Every line of the records below that holds the word "while" belongs in the answer.

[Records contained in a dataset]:
━━━━━━
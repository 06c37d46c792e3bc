//! In-memory stand-ins for the engine, the service manager, the volume
//! table and the bulk copier, shared by the unit tests.

use std::collections::{BTreeMap, HashMap, HashSet};
use std::fs;
use std::path::{Path, PathBuf};
use std::sync::{Arc, Mutex};
use std::thread;
use std::time::Duration;

use tempfile::TempDir;

use crate::bulk_copy::BulkCopier;
use crate::catalog::{FileKind, FileRecord};
use crate::context::{Collaborators, RunContext};
use crate::error::RelocateError;
use crate::job::{DatabaseTarget, ServiceSet};
use crate::query::{QueryExecutor, Row};
use crate::services::ServiceController;
use crate::volume::{DiskLocation, DriveLetter, Partition, VolumeManager};

/// Ordered record of side effects across several fakes
#[derive(Clone, Default)]
pub struct Journal(Arc<Mutex<Vec<String>>>);

impl Journal {
    fn push(&self, entry: String) {
        self.0.lock().unwrap().push(entry);
    }

    pub fn entries(&self) -> Vec<String> {
        self.0.lock().unwrap().clone()
    }
}

// ---------------------------------------------------------------------------
// Engine

#[derive(Debug, Clone)]
struct FakeDatabase {
    files: Vec<FileRecord>,
    attached: bool,
    multi_user: bool,
}

#[derive(Default)]
struct EngineState {
    databases: BTreeMap<String, FakeDatabase>,
    statements: Vec<String>,
    fail_on: Vec<String>,
    tempdb_pages: u64,
    default_data: Option<String>,
    default_log: Option<String>,
}

/// Understands exactly the statements `Catalog` issues
#[derive(Default)]
pub struct FakeEngine {
    state: Mutex<EngineState>,
}

/// Every `N'...'` literal in `statement`, unescaped, in order
fn literals(statement: &str) -> Vec<String> {
    let mut found = Vec::new();
    let mut rest = statement;
    while let Some(start) = rest.find("N'") {
        let mut chars = rest[start + 2..].char_indices().peekable();
        let mut value = String::new();
        let mut end = rest.len();
        while let Some((i, c)) = chars.next() {
            if c == '\'' {
                if matches!(chars.peek(), Some((_, '\''))) {
                    chars.next();
                    value.push('\'');
                    continue;
                }
                end = start + 2 + i + 1;
                break;
            }
            value.push(c);
        }
        found.push(value);
        rest = &rest[end..];
    }
    found
}

/// The first `[...]` identifier in `statement`, unescaped
fn identifier(statement: &str) -> Option<String> {
    let start = statement.find('[')?;
    let mut chars = statement[start + 1..].chars().peekable();
    let mut name = String::new();
    while let Some(c) = chars.next() {
        if c == ']' {
            if chars.peek() == Some(&']') {
                chars.next();
                name.push(']');
                continue;
            }
            return Some(name);
        }
        name.push(c);
    }
    None
}

fn file_name_of(path: &Path) -> Option<String> {
    path.file_name().map(|n| n.to_string_lossy().into_owned())
}
use std::path::{Path, PathBuf};

use serde::{Deserialize, Serialize};
use strum::{AsRefStr, Display, EnumString};

use crate::error::RelocateError;
use crate::query::{QueryExecutor, Row};

/// Databases that are never detached or moved
pub const SYSTEM_DATABASES: [&str; 4] = ["master", "model", "msdb", "tempdb"];

const PAGE_SIZE_BYTES: u64 = 8192;

const INSTANCE_REGISTRY_KEY: &str = r"Software\Microsoft\MSSQLServer\MSSQLServer";

pub fn is_system_database(name: &str) -> bool {
    SYSTEM_DATABASES
        .iter()
        .any(|system| system.eq_ignore_ascii_case(name))
}

#[derive(
    AsRefStr, Display, EnumString, Debug, Clone, Copy, PartialEq, Eq, Serialize, Deserialize,
)]
#[serde(rename_all = "UPPERCASE")]
pub enum FileKind {
    #[strum(serialize = "DATA")]
    Data,
    #[strum(serialize = "LOG")]
    Log,
}

impl FileKind {
    /// Map `sys.master_files.type_desc`. Everything other than LOG (ROWS,
    /// FILESTREAM, FULLTEXT) lives with the data files.
    pub fn from_type_desc(type_desc: &str) -> Self {
        if type_desc.eq_ignore_ascii_case("LOG") {
            FileKind::Log
        } else {
            FileKind::Data
        }
    }
}

/// One database file as the engine's catalog knows it
#[derive(Debug, Clone, PartialEq, Eq, Serialize, Deserialize)]
pub struct FileRecord {
    pub logical_name: String,
    pub kind: FileKind,
    pub physical_path: PathBuf,
}

impl FileRecord {
    pub fn new(logical_name: &str, kind: FileKind, physical_path: impl Into<PathBuf>) -> Self {
        FileRecord {
            logical_name: logical_name.to_owned(),
            kind,
            physical_path: physical_path.into(),
        }
    }

    /// The same file name placed in `dir`
    pub fn relocated_to(&self, dir: &Path) -> Result<PathBuf, RelocateError> {
        let file_name = self.physical_path.file_name().ok_or_else(|| {
            RelocateError::Error(format!(
                "File '{}' of '{}' has no file name",
                self.physical_path.display(),
                self.logical_name
            ))
        })?;
        Ok(dir.join(file_name))
    }
}

/// `[name]` with embedded `]` doubled
pub fn quote_ident(name: &str) -> String {
    format!("[{}]", name.replace(']', "]]"))
}

/// `N'text'` with embedded `'` doubled
pub fn quote_literal(text: &str) -> String {
    format!("N'{}'", text.replace('\'', "''"))
}

fn path_literal(path: &Path) -> String {
    quote_literal(&path.to_string_lossy())
}

/// Typed catalog reads and administrative statements over a `QueryExecutor`
pub struct Catalog<'a> {
    executor: &'a dyn QueryExecutor,
}

impl<'a> Catalog<'a> {
    pub fn new(executor: &'a dyn QueryExecutor) -> Self {
        Catalog { executor }
    }

    fn run(&self, statement: &str) -> Result<Vec<Row>, RelocateError> {
        self.executor.execute(statement)
    }

    /// All files of `database`, in file id order. Empty when the database
    /// does not exist.
    pub fn database_files(&self, database: &str) -> Result<Vec<FileRecord>, RelocateError> {
        let statement = format!(
            "SELECT name, type_desc, physical_name FROM sys.master_files \
             WHERE database_id = DB_ID({}) ORDER BY file_id",
            quote_literal(database)
        );
        self.run(&statement)?
            .into_iter()
            .map(|row| match row.as_slice() {
                [name, type_desc, physical_name] => Ok(FileRecord::new(
                    name,
                    FileKind::from_type_desc(type_desc),
                    physical_name,
                )),
                _ => Err(RelocateError::statement_failed(
                    &statement,
                    format!("unexpected row shape: {:?}", row),
                )),
            })
            .collect()
    }

    /// Names of all non-system databases, sorted
    pub fn user_databases(&self) -> Result<Vec<String>, RelocateError> {
        let rows = self.run("SELECT name FROM sys.databases WHERE database_id > 4 ORDER BY name")?;
        Ok(rows
            .into_iter()
            .filter_map(|row| row.into_iter().next())
            .filter(|name| !is_system_database(name))
            .collect())
    }

    pub fn set_single_user(&self, database: &str) -> Result<(), RelocateError> {
        self.run(&format!(
            "ALTER DATABASE {} SET SINGLE_USER WITH ROLLBACK IMMEDIATE",
            quote_ident(database)
        ))
        .map(drop)
    }

    pub fn set_multi_user(&self, database: &str) -> Result<(), RelocateError> {
        self.run(&format!(
            "ALTER DATABASE {} SET MULTI_USER",
            quote_ident(database)
        ))
        .map(drop)
    }

    pub fn detach(&self, database: &str) -> Result<(), RelocateError> {
        self.run(&format!(
            "EXEC master.dbo.sp_detach_db @dbname = {}",
            quote_literal(database)
        ))
        .map(drop)
    }

    /// Reattach `database` from `files` in a single statement
    pub fn attach(&self, database: &str, files: &[PathBuf]) -> Result<(), RelocateError> {
        if files.is_empty() {
            return Err(RelocateError::Error(format!(
                "Cannot attach '{}' without files",
                database
            )));
        }
        let file_list = files
            .iter()
            .map(|path| format!("(FILENAME = {})", path_literal(path)))
            .collect::<Vec<_>>()
            .join(", ");
        self.run(&format!(
            "CREATE DATABASE {} ON {} FOR ATTACH",
            quote_ident(database),
            file_list
        ))
        .map(drop)
    }

    pub fn tempdb_files(&self) -> Result<Vec<FileRecord>, RelocateError> {
        self.database_files("tempdb")
    }

    /// Current allocated size of all tempdb files
    pub fn tempdb_size_bytes(&self) -> Result<u64, RelocateError> {
        let statement = "SELECT SUM(CAST(size AS bigint)) FROM tempdb.sys.database_files";
        let rows = self.run(statement)?;
        let pages = rows
            .first()
            .and_then(|row| row.first())
            .ok_or_else(|| RelocateError::statement_failed(statement, "no rows returned"))?;
        let pages: u64 = pages.parse().map_err(|_| {
            RelocateError::statement_failed(statement, format!("invalid page count '{}'", pages))
        })?;
        Ok(pages * PAGE_SIZE_BYTES)
    }

    /// Point a tempdb file at `new_path`; effective at next engine start
    pub fn modify_tempdb_file(&self, logical_name: &str, new_path: &Path) -> Result<(), RelocateError> {
        self.run(&format!(
            "ALTER DATABASE tempdb MODIFY FILE (NAME = {}, FILENAME = {})",
            quote_ident(logical_name),
            path_literal(new_path)
        ))
        .map(drop)
    }

    /// The instance default data and log directories, if set
    pub fn default_paths(&self) -> Result<(Option<String>, Option<String>), RelocateError> {
        let rows = self.run(
            "SELECT CAST(SERVERPROPERTY('InstanceDefaultDataPath') AS nvarchar(4000)), \
             CAST(SERVERPROPERTY('InstanceDefaultLogPath') AS nvarchar(4000))",
        )?;
        let present = |value: Option<&String>| {
            value
                .filter(|v| !v.is_empty() && !v.eq_ignore_ascii_case("NULL"))
                .cloned()
        };
        match rows.first() {
            Some(row) => Ok((present(row.first()), present(row.get(1)))),
            None => Ok((None, None)),
        }
    }

    pub fn set_default_data_path(&self, path: &str) -> Result<(), RelocateError> {
        self.write_instance_value("DefaultData", path)
    }

    pub fn set_default_log_path(&self, path: &str) -> Result<(), RelocateError> {
        self.write_instance_value("DefaultLog", path)
    }

    fn write_instance_value(&self, value_name: &str, value: &str) -> Result<(), RelocateError> {
        self.run(&format!(
            "EXEC master.dbo.xp_instance_regwrite N'HKEY_LOCAL_MACHINE', {}, {}, REG_SZ, {}",
            quote_literal(INSTANCE_REGISTRY_KEY),
            quote_literal(value_name),
            quote_literal(value)
        ))
        .map(drop)
    }
}
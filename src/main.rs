mod best_effort;
mod bulk_copy;
mod catalog;
mod cli;
mod config;
mod context;
mod db_relocation;
mod error;
mod job;
mod ledger;
mod orchestrator;
mod query;
mod quiesce;
mod rollback;
mod services;
mod tempdb;
#[cfg(test)]
mod testing;
mod tools;
mod utils;
mod volume;
mod volume_relocation;

use cli::Cli;
use config::{Config, CONFIG};
use directories::ProjectDirs;
use error::RelocateError;
use flexi_logger::{detailed_format, Duplicate, FileSpec, Logger, LoggerHandle};
use log::{debug, error};

fn start_logging(config: &Config) -> Result<LoggerHandle, RelocateError> {
    let log_spec = format!("sqlrelocate={}", config.logging.sqlrelocate);
    Logger::try_with_str(&log_spec)
        .and_then(|logger| {
            logger
                .log_to_file(
                    FileSpec::default()
                        .directory(&config.paths.log_dir)
                        .basename("sqlrelocate"),
                )
                .format_for_files(detailed_format)
                .duplicate_to_stderr(Duplicate::Info)
                .start()
        })
        .map_err(|e| RelocateError::Error(format!("Failed to start logging: {}", e)))
}

fn main() {
    let project_dirs = match ProjectDirs::from("", "", "sqlrelocate") {
        Some(dirs) => dirs,
        None => {
            eprintln!("Could not determine the application data directory");
            std::process::exit(1);
        }
    };

    let config = Config::load_config(&project_dirs);
    if CONFIG.set(config).is_err() {
        eprintln!("Configuration was already initialized");
        std::process::exit(1);
    }

    // The file name carries the start timestamp, one log per run
    let logger = match start_logging(Config::get()) {
        Ok(handle) => handle,
        Err(err) => {
            eprintln!("{}", err);
            std::process::exit(1);
        }
    };
    debug!(
        "Command-line args: {:?}",
        std::env::args_os().collect::<Vec<_>>()
    );

    if let Err(err) = Cli::handle_command_line() {
        error!("{:?}", err);
        eprintln!("{}", err);
        logger.flush();
        std::process::exit(1);
    }
}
━━━━━━
[Problem solution]:
    while let Some(start) = rest.find("N'") {
        while let Some((i, c)) = chars.next() {
    while let Some(c) = chars.next() {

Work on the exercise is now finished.